## Task directions
Read through the entries below and copy each line where "IntervalIndex" turns up.

## Exercise inputs
——————————

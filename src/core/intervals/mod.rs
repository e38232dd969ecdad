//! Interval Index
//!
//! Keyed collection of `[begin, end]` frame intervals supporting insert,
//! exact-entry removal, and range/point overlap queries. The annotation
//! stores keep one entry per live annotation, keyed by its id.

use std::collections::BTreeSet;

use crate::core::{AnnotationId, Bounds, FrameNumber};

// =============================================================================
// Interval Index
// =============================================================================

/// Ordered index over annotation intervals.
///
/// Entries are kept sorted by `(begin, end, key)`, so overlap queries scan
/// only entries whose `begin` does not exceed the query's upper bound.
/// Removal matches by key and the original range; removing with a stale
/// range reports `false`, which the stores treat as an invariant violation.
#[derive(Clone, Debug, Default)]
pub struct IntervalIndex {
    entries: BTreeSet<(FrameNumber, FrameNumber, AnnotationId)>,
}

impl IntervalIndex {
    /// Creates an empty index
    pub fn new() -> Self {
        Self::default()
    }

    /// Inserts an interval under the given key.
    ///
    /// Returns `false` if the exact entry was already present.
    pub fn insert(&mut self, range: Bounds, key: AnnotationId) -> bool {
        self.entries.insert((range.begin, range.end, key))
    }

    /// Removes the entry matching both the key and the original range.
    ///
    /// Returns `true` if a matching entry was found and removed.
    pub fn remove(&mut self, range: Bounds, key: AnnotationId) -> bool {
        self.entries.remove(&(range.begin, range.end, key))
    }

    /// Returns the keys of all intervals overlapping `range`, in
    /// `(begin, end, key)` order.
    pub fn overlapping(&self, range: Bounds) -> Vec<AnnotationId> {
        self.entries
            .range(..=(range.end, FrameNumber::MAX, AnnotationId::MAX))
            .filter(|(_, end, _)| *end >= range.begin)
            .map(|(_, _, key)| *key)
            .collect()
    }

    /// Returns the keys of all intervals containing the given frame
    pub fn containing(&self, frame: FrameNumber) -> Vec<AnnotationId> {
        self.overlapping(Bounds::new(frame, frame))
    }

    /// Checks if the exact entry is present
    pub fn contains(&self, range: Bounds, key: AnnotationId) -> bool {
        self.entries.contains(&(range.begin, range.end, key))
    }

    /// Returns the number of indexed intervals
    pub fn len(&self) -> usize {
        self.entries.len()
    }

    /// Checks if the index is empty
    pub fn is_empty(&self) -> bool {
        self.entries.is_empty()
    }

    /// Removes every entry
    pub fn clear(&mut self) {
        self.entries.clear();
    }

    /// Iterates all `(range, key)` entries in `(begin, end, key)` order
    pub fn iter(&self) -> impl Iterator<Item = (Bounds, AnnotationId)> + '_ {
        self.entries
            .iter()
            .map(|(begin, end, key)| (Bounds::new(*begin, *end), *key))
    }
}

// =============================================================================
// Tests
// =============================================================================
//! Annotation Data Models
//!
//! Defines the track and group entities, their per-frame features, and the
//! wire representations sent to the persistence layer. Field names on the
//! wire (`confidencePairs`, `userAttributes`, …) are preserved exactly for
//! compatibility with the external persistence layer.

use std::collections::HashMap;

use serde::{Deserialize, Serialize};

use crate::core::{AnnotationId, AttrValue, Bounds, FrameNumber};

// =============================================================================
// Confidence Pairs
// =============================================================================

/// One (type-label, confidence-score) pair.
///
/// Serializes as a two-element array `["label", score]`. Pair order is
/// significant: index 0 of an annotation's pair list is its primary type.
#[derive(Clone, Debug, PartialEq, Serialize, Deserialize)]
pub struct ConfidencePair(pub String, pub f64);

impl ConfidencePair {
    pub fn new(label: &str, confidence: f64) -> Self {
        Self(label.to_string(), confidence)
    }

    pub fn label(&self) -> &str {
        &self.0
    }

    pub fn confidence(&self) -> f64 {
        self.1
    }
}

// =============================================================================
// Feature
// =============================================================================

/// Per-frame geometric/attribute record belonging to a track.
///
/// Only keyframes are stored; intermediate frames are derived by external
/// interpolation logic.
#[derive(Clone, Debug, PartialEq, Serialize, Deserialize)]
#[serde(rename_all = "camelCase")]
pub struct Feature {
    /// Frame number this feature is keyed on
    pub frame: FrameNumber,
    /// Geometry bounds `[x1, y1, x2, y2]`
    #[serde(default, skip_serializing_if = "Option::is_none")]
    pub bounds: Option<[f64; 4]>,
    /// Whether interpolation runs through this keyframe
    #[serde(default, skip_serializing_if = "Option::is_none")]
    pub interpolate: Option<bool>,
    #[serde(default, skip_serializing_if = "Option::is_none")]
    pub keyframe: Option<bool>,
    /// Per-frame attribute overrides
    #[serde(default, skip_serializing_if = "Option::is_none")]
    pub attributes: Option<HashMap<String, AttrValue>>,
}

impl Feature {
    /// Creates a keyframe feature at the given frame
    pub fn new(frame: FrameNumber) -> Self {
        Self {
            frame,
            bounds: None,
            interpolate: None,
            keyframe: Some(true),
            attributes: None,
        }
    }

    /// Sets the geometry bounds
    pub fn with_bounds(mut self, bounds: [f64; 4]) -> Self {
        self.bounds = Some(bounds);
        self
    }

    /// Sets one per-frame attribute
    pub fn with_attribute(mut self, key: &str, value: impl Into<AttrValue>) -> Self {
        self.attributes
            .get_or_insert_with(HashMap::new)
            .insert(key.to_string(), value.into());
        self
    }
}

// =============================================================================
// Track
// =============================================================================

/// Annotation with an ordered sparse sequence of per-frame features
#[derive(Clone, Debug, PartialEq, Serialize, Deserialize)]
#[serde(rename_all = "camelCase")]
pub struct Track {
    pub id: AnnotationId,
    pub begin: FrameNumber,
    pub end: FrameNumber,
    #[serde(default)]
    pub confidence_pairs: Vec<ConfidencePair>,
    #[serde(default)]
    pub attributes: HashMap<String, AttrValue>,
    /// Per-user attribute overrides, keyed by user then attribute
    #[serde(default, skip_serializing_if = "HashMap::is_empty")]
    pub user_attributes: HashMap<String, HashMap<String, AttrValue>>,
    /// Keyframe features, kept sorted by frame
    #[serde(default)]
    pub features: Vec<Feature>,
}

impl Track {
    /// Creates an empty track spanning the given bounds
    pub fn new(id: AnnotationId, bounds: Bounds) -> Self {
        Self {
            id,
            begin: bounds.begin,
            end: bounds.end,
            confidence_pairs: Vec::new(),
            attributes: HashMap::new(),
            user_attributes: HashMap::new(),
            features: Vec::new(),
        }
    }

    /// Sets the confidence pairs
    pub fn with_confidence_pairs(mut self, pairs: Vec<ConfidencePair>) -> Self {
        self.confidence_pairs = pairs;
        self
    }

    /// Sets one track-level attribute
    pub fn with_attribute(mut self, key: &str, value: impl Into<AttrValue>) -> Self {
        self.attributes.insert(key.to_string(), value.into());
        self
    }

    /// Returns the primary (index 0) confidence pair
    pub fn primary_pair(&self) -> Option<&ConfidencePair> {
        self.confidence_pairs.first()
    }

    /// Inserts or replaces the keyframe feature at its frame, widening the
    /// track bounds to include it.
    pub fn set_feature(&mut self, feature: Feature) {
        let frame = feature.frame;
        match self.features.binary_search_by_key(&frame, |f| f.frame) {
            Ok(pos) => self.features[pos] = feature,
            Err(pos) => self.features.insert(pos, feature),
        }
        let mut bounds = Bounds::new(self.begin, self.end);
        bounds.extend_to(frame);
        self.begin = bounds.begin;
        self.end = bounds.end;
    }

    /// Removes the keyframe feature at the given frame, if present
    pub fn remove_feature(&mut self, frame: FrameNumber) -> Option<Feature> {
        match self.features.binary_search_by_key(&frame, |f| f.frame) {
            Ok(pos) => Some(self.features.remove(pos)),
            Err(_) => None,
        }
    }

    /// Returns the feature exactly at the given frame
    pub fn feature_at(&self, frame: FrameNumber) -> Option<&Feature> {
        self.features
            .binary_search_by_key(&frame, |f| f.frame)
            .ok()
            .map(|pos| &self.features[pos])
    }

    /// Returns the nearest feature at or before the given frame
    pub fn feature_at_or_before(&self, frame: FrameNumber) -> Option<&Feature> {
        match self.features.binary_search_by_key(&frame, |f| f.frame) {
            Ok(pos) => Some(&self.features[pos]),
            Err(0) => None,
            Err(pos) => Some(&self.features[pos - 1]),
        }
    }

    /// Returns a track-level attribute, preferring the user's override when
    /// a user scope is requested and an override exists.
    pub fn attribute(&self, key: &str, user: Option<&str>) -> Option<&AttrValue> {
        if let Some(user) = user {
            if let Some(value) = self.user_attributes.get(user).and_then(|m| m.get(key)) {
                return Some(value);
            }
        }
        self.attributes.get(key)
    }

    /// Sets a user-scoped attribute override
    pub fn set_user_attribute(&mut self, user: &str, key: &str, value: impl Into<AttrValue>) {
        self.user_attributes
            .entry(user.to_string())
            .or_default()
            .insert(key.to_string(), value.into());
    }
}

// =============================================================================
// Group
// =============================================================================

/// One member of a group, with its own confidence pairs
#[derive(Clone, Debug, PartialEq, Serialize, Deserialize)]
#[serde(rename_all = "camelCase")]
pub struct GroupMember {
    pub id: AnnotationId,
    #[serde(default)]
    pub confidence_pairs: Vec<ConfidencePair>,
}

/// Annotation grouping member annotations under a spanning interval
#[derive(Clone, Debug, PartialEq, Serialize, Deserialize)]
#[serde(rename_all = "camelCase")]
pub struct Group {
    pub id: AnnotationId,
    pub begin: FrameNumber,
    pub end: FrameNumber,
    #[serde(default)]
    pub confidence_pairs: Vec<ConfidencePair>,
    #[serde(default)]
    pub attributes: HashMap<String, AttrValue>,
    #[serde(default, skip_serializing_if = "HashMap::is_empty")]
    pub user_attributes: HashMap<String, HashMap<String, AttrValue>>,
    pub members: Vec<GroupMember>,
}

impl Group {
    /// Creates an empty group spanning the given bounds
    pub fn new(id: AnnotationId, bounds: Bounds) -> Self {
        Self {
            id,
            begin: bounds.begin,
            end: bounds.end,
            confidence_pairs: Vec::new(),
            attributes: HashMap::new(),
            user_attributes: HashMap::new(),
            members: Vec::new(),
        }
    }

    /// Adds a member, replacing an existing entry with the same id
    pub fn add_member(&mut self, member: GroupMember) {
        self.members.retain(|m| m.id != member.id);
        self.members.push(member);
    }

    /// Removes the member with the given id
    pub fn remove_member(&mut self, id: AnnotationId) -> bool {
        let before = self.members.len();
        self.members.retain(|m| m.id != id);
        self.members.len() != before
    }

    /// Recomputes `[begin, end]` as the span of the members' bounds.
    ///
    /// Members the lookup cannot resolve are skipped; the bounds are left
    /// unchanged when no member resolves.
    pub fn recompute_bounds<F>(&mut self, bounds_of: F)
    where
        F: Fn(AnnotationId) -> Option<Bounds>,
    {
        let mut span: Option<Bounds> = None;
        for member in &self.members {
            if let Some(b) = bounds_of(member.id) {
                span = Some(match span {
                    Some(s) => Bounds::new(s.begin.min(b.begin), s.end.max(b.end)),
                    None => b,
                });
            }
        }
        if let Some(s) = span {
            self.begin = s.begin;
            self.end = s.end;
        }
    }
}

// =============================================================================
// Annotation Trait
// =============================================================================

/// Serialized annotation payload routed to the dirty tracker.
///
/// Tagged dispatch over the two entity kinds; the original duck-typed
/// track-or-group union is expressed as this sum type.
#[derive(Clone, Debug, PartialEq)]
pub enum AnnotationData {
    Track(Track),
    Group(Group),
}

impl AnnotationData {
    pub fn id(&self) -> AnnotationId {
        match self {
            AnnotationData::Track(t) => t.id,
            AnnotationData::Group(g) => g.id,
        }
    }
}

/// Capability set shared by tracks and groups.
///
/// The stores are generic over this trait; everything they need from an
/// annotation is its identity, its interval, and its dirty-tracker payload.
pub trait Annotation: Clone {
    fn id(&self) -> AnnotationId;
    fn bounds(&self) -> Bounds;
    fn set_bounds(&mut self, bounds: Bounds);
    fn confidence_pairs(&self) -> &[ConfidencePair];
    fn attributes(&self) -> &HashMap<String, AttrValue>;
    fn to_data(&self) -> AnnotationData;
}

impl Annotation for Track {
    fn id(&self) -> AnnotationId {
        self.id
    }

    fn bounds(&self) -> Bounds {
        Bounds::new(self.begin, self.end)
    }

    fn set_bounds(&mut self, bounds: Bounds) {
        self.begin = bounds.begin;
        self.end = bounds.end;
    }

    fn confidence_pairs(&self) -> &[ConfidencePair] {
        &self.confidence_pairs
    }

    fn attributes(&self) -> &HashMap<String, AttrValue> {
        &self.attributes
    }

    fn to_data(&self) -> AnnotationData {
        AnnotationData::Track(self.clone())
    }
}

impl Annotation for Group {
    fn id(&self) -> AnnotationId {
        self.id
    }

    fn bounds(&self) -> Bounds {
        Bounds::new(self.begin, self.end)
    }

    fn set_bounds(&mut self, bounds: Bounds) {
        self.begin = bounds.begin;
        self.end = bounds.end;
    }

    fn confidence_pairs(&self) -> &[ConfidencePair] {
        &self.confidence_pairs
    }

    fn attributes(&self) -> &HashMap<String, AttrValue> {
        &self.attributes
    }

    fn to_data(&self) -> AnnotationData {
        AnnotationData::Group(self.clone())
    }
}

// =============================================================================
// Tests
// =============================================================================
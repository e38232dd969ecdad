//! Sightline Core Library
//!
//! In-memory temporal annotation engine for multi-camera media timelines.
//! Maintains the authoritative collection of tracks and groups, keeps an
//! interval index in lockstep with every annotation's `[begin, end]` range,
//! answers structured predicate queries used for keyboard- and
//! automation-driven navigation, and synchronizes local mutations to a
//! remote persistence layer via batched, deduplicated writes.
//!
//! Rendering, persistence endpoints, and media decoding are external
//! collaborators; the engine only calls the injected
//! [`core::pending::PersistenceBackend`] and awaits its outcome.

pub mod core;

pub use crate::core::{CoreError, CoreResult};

——————————

## Response box
pub struct IntervalIndex {
impl IntervalIndex {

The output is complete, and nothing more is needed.